In hopes of shedding more light on the nature, prevalence and potential of such diseases to be passed to humans, Nollens and his colleagues at UF's Marine Animal Disease Laboratory have embarked on a large-scale collaborative research project to catalogue previously unrecognized and emerging viruses of marine mammals, both in collections and in the wild.
Over a four-year period, some 1,500 blood, tissue and fecal samples from taken from dolphins have been analyzed at different laboratories across the United States, Nollens said.
"Some 90 percent of what we do in the laboratory is molecular analyses," Nollens said. "Because of advances in molecular medicine since January 2006, we've found more than 40 new viruses in dolphins alone. When the last textbook came out in 2003, only 19 were noted."
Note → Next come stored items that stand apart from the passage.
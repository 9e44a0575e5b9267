//! The `run` command: keep forecasts current until interrupted.
//!
//! The loop sleeps until the earliest of the next scheduled poll, the next
//! quota reset, or a refresh tick for the time-dependent values. Ctrl+C
//! during a fetch cancels the cycle before it persists anything.

use std::future::Future;
use std::pin::Pin;

use chrono::{DateTime, Duration, Utc};

use crate::cli::commands::{Session, print_cycle};
use crate::core::coordinator::CycleOutcome;
use crate::error::Result;

/// Derived values such as "power now" are recomputed at least this often.
pub const REFRESH_INTERVAL: Duration = Duration::minutes(5);

type Shutdown<'a> = Pin<&'a mut dyn Future<Output = std::io::Result<()>>>;

/// Earliest of the next poll, the next quota reset, and the refresh tick.
#[must_use]
pub fn next_deadline(
    now: DateTime<Utc>,
    next_wake: Option<DateTime<Utc>>,
    next_reset: DateTime<Utc>,
) -> DateTime<Utc> {
    let tick = now + REFRESH_INTERVAL;
    next_wake.map_or(tick, |w| w.min(tick)).min(next_reset)
}

/// Run until Ctrl+C.
///
/// # Errors
///
/// Returns integrity errors, which stop the coordinator. Other cycle
/// errors are logged and the loop carries on.
pub async fn execute(session: &Session) -> Result<()> {
    let coordinator = &session.coordinator;
    let mut shutdown = Box::pin(tokio::signal::ctrl_c());

    if let Some(report) = coordinator.startup(Utc::now()).await? {
        print_cycle(session, "run", &report)?;
    }
    tracing::info!(
        mode = coordinator.settings().auto_update.as_u8(),
        next_wake = ?coordinator.next_wake(),
        "Coordinator running"
    );

    loop {
        let now = Utc::now();
        let next_wake = coordinator.next_wake();
        let deadline = next_deadline(now, next_wake, coordinator.next_reset(now).await);
        let sleep = tokio::time::sleep((deadline - now).to_std().unwrap_or_default());

        tokio::select! {
            () = sleep => {
                let now = Utc::now();
                if coordinator.roll_quota(now).await? {
                    tracing::info!("API usage counters reset for the new day");
                }
                if next_wake.is_some_and(|w| w <= now) {
                    if !scheduled_cycle(session, shutdown.as_mut()).await? {
                        break;
                    }
                } else {
                    coordinator.refresh(now).await;
                }
            }
            _ = &mut shutdown => {
                tracing::info!("Shutdown requested");
                break;
            }
        }
    }

    Ok(())
}

/// Run one scheduled cycle. Returns false when shutdown arrived meanwhile.
async fn scheduled_cycle(session: &Session, shutdown: Shutdown<'_>) -> Result<bool> {
    let coordinator = &session.coordinator;
    let cycle = coordinator.run_scheduled(Utc::now());
    tokio::pin!(cycle);

    let (result, keep_running) = tokio::select! {
        result = &mut cycle => (result, true),
        _ = shutdown => {
            tracing::info!(phase = coordinator.phase().label(), "Shutdown requested during fetch");
            coordinator.cancel_in_flight();
            (cycle.await, false)
        }
    };

    match result {
        Ok(report) => {
            if report.outcome != CycleOutcome::SkippedRecent {
                print_cycle(session, "run", &report)?;
            }
            Ok(keep_running)
        }
        Err(e) if e.category().is_fatal() => Err(e),
        Err(e) => {
            tracing::warn!(error = %e, code = e.error_code(), "Scheduled update failed");
            Ok(keep_running)
        }
    }
}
All viruses found in the laboratory and suspected of having pathogenic potential are further evaluated to assess the impact each virus could have on the health of individual dolphins, he added. The potential impact on collection animals as well as free-ranging dolphin populations is assessed, with information then used to generate guidelines for disease outbreak management and prevention strategies.
"This process helps us understand disease and disease prevention," Nollens said, adding that for more than a decade, scientists have been looking for cures to human diseases, including cancer, among marine invertebrates.
"Maybe there will be a similar story with dolphin papilloma viruses and prevention of cervical cancer in humans," he said. "It wouldn't be the first time we've come up with useful information from looking at marine animals."